Speaking before Tucker’s Grammy wins for Best Country Album and Song, Sellers notes, “She’s having such a resurgence right now that people who have probably never heard of her before are listening to her, which is incredible. … It’s really cool that they’re using her as the centerpiece, and then bringing some of us newer artists out there to be exposed to her audience.”
Sellers has also toured with Miranda Lambert, and it’s not off-base to suggest Sellers’ delivery on Far from Home occasionally carries reminders of Lambert’s — especially when considering that Liddell produced every Lambert album until her latest.
Sellers chalks it up to the fact that they share similar influences. “We grew up on a lot of the [same] East Texas country, as far as country influences,” she says. “I think some of my rock influences are very different from Miranda’s, but she was very inspired by rock-leaning country, like Steve Earle and some of those original outlaws. … And I love her records, so I completely admire her and I welcome the comparison.”
As for Earle, Sellers is downright rapturous about him — so much so that when he agreed to duet with her on “My Love Will Not Change,” the album’s only cover, she freaked out a bit.
The song was penned by Shawn Camp and Billy Burnette, each of whom recorded it. But the Del McCoury Band’s more widely known bluegrass version is the first one she heard.
“I really love bluegrass songs and their simplicity, and I think that they actually really easily translate into rock songs in a certain way; rootsy rock,” Sellers says. “So that was kind of my vision for this song, and I put my own spin on it, and I was like, ‘Who could sing this song with me?’ He was the only person I could think of. He’s just so perfect for it.”
She asked a mutual friend to help her reach out. “And he agreed, and I was shocked,” she admits, adding, “It’s one of my favorite things I’ve ever done.”
For a woman who’s grown up with celebrities and toured with one of country’s biggest stars, it seems like a surprising reaction. But it wasn’t about fame, she explains. “He’s a legend to me. I grew up admiring him so much for his music, and I really do listen to his records so much … I was just so pleased that he actually agreed to do it.”
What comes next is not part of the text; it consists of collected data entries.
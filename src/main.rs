use std::process;

use litterprep::LitterprepError;

fn main() {
    if let Err(err) = litterprep::run() {
        eprintln!("error: {err}");

        // The missing-files abort lists a sample so the operator can
        // see which batch folder went astray.
        if let LitterprepError::MissingImages { sample, .. } = &err {
            for path in sample {
                eprintln!("  missing: {path}");
            }
        }

        process::exit(err.exit_code());
    }
}
//! COCO-style annotation document reader.
//!
//! Only the detection-relevant parts of the document are modelled:
//! `images`, `annotations`, and `categories`. Width/height are optional
//! on image records because hand-uploaded documents frequently omit
//! them; the converter probes the file on disk in that case.
//!
//! Parsing is permissive about extras (segmentation, licenses, info
//! blocks are ignored). Boxes are kept as raw JSON at parse time and
//! coerced per annotation, so one malformed bbox never fails the whole
//! document.

use std::fs::File;
use std::io::BufReader;
use std::path::Path;

use serde::Deserialize;

use crate::error::LitterprepError;

/// A detection annotation document: images, annotations, categories.
#[derive(Debug, Deserialize)]
pub struct CocoDocument {
    #[serde(default)]
    pub images: Vec<CocoImage>,

    #[serde(default)]
    pub annotations: Vec<CocoAnnotation>,

    #[serde(default)]
    pub categories: Vec<CocoCategory>,
}

/// An image record. Dimensions may be absent.
#[derive(Debug, Deserialize)]
pub struct CocoImage {
    pub id: i64,
    pub file_name: String,

    #[serde(default)]
    pub width: Option<u32>,

    #[serde(default)]
    pub height: Option<u32>,
}

/// A category record. Read-only reference data.
#[derive(Debug, Deserialize)]
pub struct CocoCategory {
    pub id: i64,
    pub name: String,
}

/// An annotation record.
///
/// `bbox` is nominally `[x, y, width, height]` in absolute pixels with
/// top-left origin, but uploaded documents contain enough garbage that
/// it is kept as raw JSON here; the converter coerces it per record and
/// skips (rather than aborts) when a single box is malformed.
#[derive(Debug, Deserialize)]
pub struct CocoAnnotation {
    pub image_id: i64,

    #[serde(default)]
    pub category_id: Option<i64>,

    #[serde(default)]
    pub bbox: Option<serde_json::Value>,
}

impl CocoAnnotation {
    /// Coerces the raw bbox into `[x, y, w, h]`.
    ///
    /// Accepts an array of exactly four values, each either a number or
    /// a numeric string. Returns `None` for anything else; the caller
    /// records the skip.
    pub fn bbox_xywh(&self) -> Option<[f64; 4]> {
        let values = self.bbox.as_ref()?.as_array()?;
        if values.len() != 4 {
            return None;
        }

        let mut out = [0.0f64; 4];
        for (slot, value) in out.iter_mut().zip(values) {
            *slot = match value {
                serde_json::Value::Number(n) => n.as_f64()?,
                serde_json::Value::String(s) => s.trim().parse::<f64>().ok()?,
                _ => return None,
            };
        }
        Some(out)
    }
}

/// Reads an annotation document from a COCO JSON file.
///
/// # Errors
/// `AnnotationsRead` if the file cannot be opened, `AnnotationsParse`
/// if it is not valid JSON of the expected shape. Both are fatal to a
/// conversion run and carry distinct exit codes.
pub fn read_coco_json(path: &Path) -> Result<CocoDocument, LitterprepError> {
    let file = File::open(path).map_err(|source| LitterprepError::AnnotationsRead {
        path: path.to_path_buf(),
        source,
    })?;
    let reader = BufReader::new(file);

    serde_json::from_reader(reader).map_err(|source| LitterprepError::AnnotationsParse {
        path: path.to_path_buf(),
        source,
    })
}

/// Reads an annotation document from a JSON string.
///
/// Useful for testing without file I/O.
pub fn from_coco_str(json: &str) -> Result<CocoDocument, serde_json::Error> {
    serde_json::from_str(json)
}

#[cfg(test)]
mod tests {
    use super::*;

    fn sample_json() -> &'static str {
        r#"{
            "info": {"description": "litter upload"},
            "images": [
                {"id": 1, "file_name": "batch_1\\000001.jpg", "width": 640, "height": 480},
                {"id": 2, "file_name": "batch_2/000007.jpg"}
            ],
            "categories": [
                {"id": 5, "name": "Drink can", "supercategory": "metal"}
            ],
            "annotations": [
                {"id": 9, "image_id": 1, "category_id": 5, "bbox": [10.0, 20.0, 30.0, 40.0], "area": 1200.0, "iscrowd": 0},
                {"id": 10, "image_id": 2, "category_id": 5}
            ]
        }"#
    }

    #[test]
    fn parses_detection_fields_and_ignores_extras() {
        let doc = from_coco_str(sample_json()).expect("parse failed");

        assert_eq!(doc.images.len(), 2);
        assert_eq!(doc.categories.len(), 1);
        assert_eq!(doc.annotations.len(), 2);

        assert_eq!(doc.images[0].width, Some(640));
        assert_eq!(doc.images[1].width, None);
        assert_eq!(doc.images[1].height, None);

        assert_eq!(doc.categories[0].name, "Drink can");

        assert_eq!(
            doc.annotations[0].bbox_xywh(),
            Some([10.0, 20.0, 30.0, 40.0])
        );
        assert_eq!(doc.annotations[1].bbox_xywh(), None);
    }

    #[test]
    fn missing_collections_default_to_empty() {
        let doc = from_coco_str("{}").expect("parse failed");
        assert!(doc.images.is_empty());
        assert!(doc.annotations.is_empty());
        assert!(doc.categories.is_empty());
    }

    #[test]
    fn bbox_coercion_accepts_numeric_strings() {
        let doc = from_coco_str(
            r#"{"annotations": [{"image_id": 1, "bbox": ["10", 20, "30.5", 40]}]}"#,
        )
        .expect("parse failed");
        assert_eq!(
            doc.annotations[0].bbox_xywh(),
            Some([10.0, 20.0, 30.5, 40.0])
        );
    }

    #[test]
    fn malformed_bboxes_coerce_to_none() {
        let doc = from_coco_str(
            r#"{"annotations": [
                {"image_id": 1, "bbox": [1.0, 2.0]},
                {"image_id": 2, "bbox": "not a box"},
                {"image_id": 3, "bbox": [1, 2, 3, null]}
            ]}"#,
        )
        .expect("parse failed");
        for ann in &doc.annotations {
            assert_eq!(ann.bbox_xywh(), None);
        }
    }

    #[test]
    fn read_missing_file_is_annotations_read_error() {
        let err = read_coco_json(Path::new("does/not/exist.json")).unwrap_err();
        assert!(matches!(err, LitterprepError::AnnotationsRead { .. }));
        assert_eq!(err.exit_code(), 2);
    }
}
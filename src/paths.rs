//! Cross-platform normalization of annotation file paths.
//!
//! Litter datasets get annotated on whatever machine is handy, so the
//! `file_name` fields in an uploaded document may carry Windows
//! backslashes, `./` prefixes, drive letters (`C:/...`), or WSL mount
//! fragments (`mnt/c/...`). Normalization reduces all of these to a
//! forward-slash path relative to the image root.

/// Normalizes a recorded image path to a root-relative forward-slash path.
///
/// Prefix stripping runs to a fixed point, so the function is
/// idempotent: normalizing an already-normalized path returns it
/// unchanged.
pub fn normalize_rel_path(raw: &str) -> String {
    let mut s = raw.replace('\\', "/");

    loop {
        let before = s.clone();

        while let Some(rest) = s.strip_prefix("./") {
            s = rest.to_string();
        }

        // Strip a leading drive prefix like "C:/".
        let bytes = s.as_bytes();
        if bytes.len() > 2 && bytes[1] == b':' && bytes[2] == b'/' && bytes[0].is_ascii_alphabetic()
        {
            s = s[3..].trim_start_matches('/').to_string();
        }

        // Strip a leading WSL-style mount fragment: "mnt/<drive>/rest" -> "rest".
        if let Some(rest) = strip_mount_fragment(&s) {
            s = rest;
        }

        if s == before {
            return s;
        }
    }
}

fn strip_mount_fragment(s: &str) -> Option<String> {
    let parts: Vec<&str> = s.split('/').collect();
    if parts.len() > 2 && parts[0].eq_ignore_ascii_case("mnt") {
        Some(parts[2..].join("/"))
    } else {
        None
    }
}

/// The file's base name (final path segment).
pub fn base_name(rel: &str) -> &str {
    rel.rsplit('/').next().unwrap_or(rel)
}
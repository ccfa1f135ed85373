//! Litterprep: dataset preparation for litter detection.
//!
//! Prepares object-detection datasets for YOLO training and
//! annotation-tool round trips:
//!
//! - `convert` reads a COCO-style annotation document, maps fine
//!   litter categories onto 8 coarse classes, writes one YOLO label
//!   file per image, and bundles images + labels into a ZIP ready for
//!   re-import.
//! - `split` shuffles an exported images+labels tree into
//!   train/val/test and writes a `data.yaml`.
//! - `check` samples a split and verifies label sanity.
//!
//! # Modules
//!
//! - [`convert`]: the COCO-to-YOLO pipeline
//! - [`classes`]: the coarse class taxonomy and name mapping
//! - [`split`], [`check`], [`bundle`]: the surrounding tooling
//! - [`error`]: error types for litterprep operations

pub mod bbox;
pub mod bundle;
pub mod check;
pub mod classes;
pub mod coco;
pub mod convert;
pub mod error;
pub mod paths;
pub mod split;

#[cfg(test)]
pub(crate) mod testutil;

use std::path::PathBuf;

use clap::{Parser, Subcommand};

pub use error::LitterprepError;

/// The litterprep CLI application.
#[derive(Parser)]
#[command(name = "litterprep")]
#[command(version, author, about)]
#[command(propagate_version = true)]
struct Cli {
    #[command(subcommand)]
    command: Option<Commands>,
}

/// Available subcommands.
#[derive(Subcommand)]
enum Commands {
    /// Convert a COCO annotation document to coarse-class YOLO labels.
    Convert(ConvertArgs),
    /// Split an images+labels tree into train/val/test.
    Split(SplitArgs),
    /// Spot-check labels in a split dataset.
    Check(CheckArgs),
}

/// Arguments for the convert subcommand.
#[derive(clap::Args)]
struct ConvertArgs {
    /// The COCO JSON annotation document.
    annotations: PathBuf,

    /// Root directory containing the image files.
    #[arg(long)]
    image_root: PathBuf,

    /// Root directory to write label files under.
    #[arg(long)]
    label_root: PathBuf,

    /// Also write a ZIP bundle of images + labels at this path.
    #[arg(long)]
    bundle: Option<PathBuf>,

    /// Also write the coarse class-name list at this path.
    #[arg(long)]
    names_out: Option<PathBuf>,
}

/// Arguments for the split subcommand.
#[derive(clap::Args)]
struct SplitArgs {
    /// Source tree of image files with sibling .txt labels.
    source: PathBuf,

    /// Output dataset root (recreated on every run).
    #[arg(long)]
    output: PathBuf,

    /// Fraction of pairs for training.
    #[arg(long, default_value_t = 0.7)]
    train: f64,

    /// Fraction of pairs for validation (the rest becomes test).
    #[arg(long, default_value_t = 0.2)]
    val: f64,

    /// Shuffle seed.
    #[arg(long, default_value_t = 42)]
    seed: u64,

    /// Class-name list for data.yaml (plain lines or YAML names list).
    #[arg(long)]
    names: Option<PathBuf>,
}

/// Arguments for the check subcommand.
#[derive(clap::Args)]
struct CheckArgs {
    /// Dataset root produced by `split` (contains data.yaml).
    dataset: PathBuf,

    /// Which split to sample.
    #[arg(long, default_value = "train")]
    split: String,

    /// Number of images to sample.
    #[arg(short = 'n', long, default_value_t = 5)]
    samples: usize,

    /// Sampling seed.
    #[arg(long, default_value_t = 42)]
    seed: u64,

    /// Exit non-zero if any finding is reported.
    #[arg(long)]
    strict: bool,
}

/// Run the litterprep CLI.
///
/// This is the main entry point for the CLI, called from `main.rs`.
pub fn run() -> Result<(), LitterprepError> {
    let cli = Cli::parse();

    match cli.command {
        Some(Commands::Convert(args)) => run_convert(args),
        Some(Commands::Split(args)) => run_split(args),
        Some(Commands::Check(args)) => run_check(args),
        None => {
            println!("litterprep {}", env!("CARGO_PKG_VERSION"));
            println!();
            println!("Dataset preparation for litter detection.");
            println!();
            println!("Run 'litterprep --help' for usage information.");
            Ok(())
        }
    }
}

/// Execute the convert subcommand.
fn run_convert(args: ConvertArgs) -> Result<(), LitterprepError> {
    let opts = convert::ConvertOptions {
        annotations: args.annotations,
        image_root: args.image_root,
        label_root: args.label_root,
    };

    let report = convert::run_convert(&opts)?;
    print!("{}", report);

    if let Some(names_out) = &args.names_out {
        classes::write_coarse_names(names_out)?;
        println!("Wrote class names to {}", names_out.display());
    }

    if let Some(bundle_path) = &args.bundle {
        let entries = bundle::write_bundle(bundle_path, &opts.image_root, &opts.label_root)?;
        println!(
            "Wrote bundle {} ({} entries).",
            bundle_path.display(),
            entries
        );
    }

    Ok(())
}

/// Execute the split subcommand.
fn run_split(args: SplitArgs) -> Result<(), LitterprepError> {
    let opts = split::SplitOptions {
        source: args.source,
        output: args.output,
        train_ratio: args.train,
        val_ratio: args.val,
        seed: args.seed,
        names_file: args.names,
    };

    let report = split::run_split(&opts)?;
    print!("{}", report);
    println!("Config file: {}", opts.output.join("data.yaml").display());
    Ok(())
}

/// Execute the check subcommand.
fn run_check(args: CheckArgs) -> Result<(), LitterprepError> {
    let opts = check::CheckOptions {
        dataset: args.dataset,
        split: args.split,
        samples: args.samples,
        seed: args.seed,
    };

    let report = check::run_check(&opts)?;
    print!("{}", report);

    if args.strict && !report.findings.is_empty() {
        return Err(LitterprepError::CheckFailed {
            finding_count: report.findings.len(),
        });
    }
    Ok(())
}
When it’s pointed out that he’s also a Texan, she laughs and says, “Exactly!” And when it’s also noted that she’d already recorded with an even bigger legend, she says, “Those would be my two favorite country/bluegrass artists ever, so yeah, the bar has been set very high.”
But as far as she’s concerned, it’s not about legend, either. It’s about the music, and the emotion behind it.
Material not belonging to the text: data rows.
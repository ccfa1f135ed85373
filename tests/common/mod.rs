use std::fs;
use std::path::Path;

pub fn bmp_bytes(width: u32, height: u32) -> Vec<u8> {
    let row_stride = (width * 3).div_ceil(4) * 4;
    let pixel_array_size = row_stride * height;
    let file_size = 54 + pixel_array_size;

    let mut bytes = Vec::with_capacity(file_size as usize);
    bytes.extend_from_slice(b"BM");
    bytes.extend_from_slice(&file_size.to_le_bytes());
    bytes.extend_from_slice(&[0, 0, 0, 0]);
    bytes.extend_from_slice(&54u32.to_le_bytes());

    bytes.extend_from_slice(&40u32.to_le_bytes());
    bytes.extend_from_slice(&(width as i32).to_le_bytes());
    bytes.extend_from_slice(&(height as i32).to_le_bytes());
    bytes.extend_from_slice(&1u16.to_le_bytes());
    bytes.extend_from_slice(&24u16.to_le_bytes());
    bytes.extend_from_slice(&0u32.to_le_bytes());
    bytes.extend_from_slice(&pixel_array_size.to_le_bytes());
    bytes.extend_from_slice(&2835u32.to_le_bytes());
    bytes.extend_from_slice(&2835u32.to_le_bytes());
    bytes.extend_from_slice(&0u32.to_le_bytes());
    bytes.extend_from_slice(&0u32.to_le_bytes());

    bytes.resize(file_size as usize, 0);
    bytes
}

pub fn write_bmp(path: &Path, width: u32, height: u32) {
    if let Some(parent) = path.parent() {
        fs::create_dir_all(parent).expect("create parent dir");
    }
    fs::write(path, bmp_bytes(width, height)).expect("write bmp file");
}

#[allow(dead_code)]
pub fn write_file(path: &Path, bytes: &[u8]) {
    if let Some(parent) = path.parent() {
        fs::create_dir_all(parent).expect("create parent dir");
    }
    fs::write(path, bytes).expect("write file");
}
//! Fixture helpers shared by the unit-test modules.

use std::fs;
use std::path::Path;

/// A minimal valid 24-bit BMP, so dimension probing has a real header
/// to sniff.
pub(crate) fn bmp_bytes(width: u32, height: u32) -> Vec<u8> {
    let row_stride = (width * 3).div_ceil(4) * 4;
    let pixel_array_size = row_stride * height;
    let file_size = 54 + pixel_array_size;

    let mut bytes = Vec::with_capacity(file_size as usize);
    bytes.extend_from_slice(b"BM");
    bytes.extend_from_slice(&file_size.to_le_bytes());
    bytes.extend_from_slice(&[0, 0, 0, 0]);
    bytes.extend_from_slice(&54u32.to_le_bytes());

    bytes.extend_from_slice(&40u32.to_le_bytes());
    bytes.extend_from_slice(&(width as i32).to_le_bytes());
    bytes.extend_from_slice(&(height as i32).to_le_bytes());
    bytes.extend_from_slice(&1u16.to_le_bytes());
    bytes.extend_from_slice(&24u16.to_le_bytes());
    bytes.extend_from_slice(&0u32.to_le_bytes());
    bytes.extend_from_slice(&pixel_array_size.to_le_bytes());
    bytes.extend_from_slice(&2835u32.to_le_bytes());
    bytes.extend_from_slice(&2835u32.to_le_bytes());
    bytes.extend_from_slice(&0u32.to_le_bytes());
    bytes.extend_from_slice(&0u32.to_le_bytes());

    bytes.resize(file_size as usize, 0);
    bytes
}

pub(crate) fn write_bmp(path: &Path, width: u32, height: u32) {
    write_file(path, &bmp_bytes(width, height));
}

pub(crate) fn write_file(path: &Path, bytes: &[u8]) {
    if let Some(parent) = path.parent() {
        fs::create_dir_all(parent).expect("create parent dirs");
    }
    fs::write(path, bytes).expect("write file");
}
“What I value is straightforwardness in songwriting, because I feel like if it’s coming from an emotional place, an honest place, that’s what people connect to,” she says.
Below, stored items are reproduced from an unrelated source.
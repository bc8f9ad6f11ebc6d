use medicine_dashboard::chart::ChartKind;
use medicine_dashboard::graph::{ChartOptions, render_svg};
use medicine_dashboard::{FilterCriteria, load_dataset, render};
use std::env;
use std::fs;
use std::path::PathBuf;

/// Writes the four charts of the initial dashboard view as SVG files
///
/// # Arguments
/// * `[dataset_path]` - CSV file to load, `medicine_data.csv` by default
/// * `[output_dir]` - Directory for the SVG files, `graph_output` by default
fn main() -> Result<(), Box<dyn std::error::Error>> {
    env_logger::Builder::from_env(env_logger::Env::default().default_filter_or("info")).init();

    let args: Vec<String> = env::args().collect();
    let dataset_path = args.get(1).map(String::as_str).unwrap_or("medicine_data.csv");
    let output_dir = PathBuf::from(args.get(2).map(String::as_str).unwrap_or("graph_output"));

    let dataset = load_dataset(dataset_path)?;
    let result = render(&dataset, &FilterCriteria::initial(&dataset));
    if result.is_empty() {
        log::warn!("{} has no rows, nothing to draw", dataset_path);
        return Ok(());
    }

    fs::create_dir_all(&output_dir)?;
    let options = ChartOptions::default();
    for kind in ChartKind::ALL {
        if let Some(chart) = result.visible_chart(kind) {
            let path = output_dir.join(format!("{}.svg", kind.as_str()));
            fs::write(&path, render_svg(chart, &options)?)?;
            println!("Created {} chart at {}", kind.as_str(), path.display());
        }
    }

    Ok(())
}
Speaking of connecting, there is one thing Sellers wishes she could share more with her mother: Shoes.
“She has this amazing shoe closet and I can’t wear any of them because I’m bigger than her,” she laments. Then again, while Sellers’ music tastes may be edgy, she admits she’s not into the sky-high, spike-heeled platforms her mother often sports onstage.
“Honestly,” says Sellers, “I’m a boot girl. That’s all I ever wear.”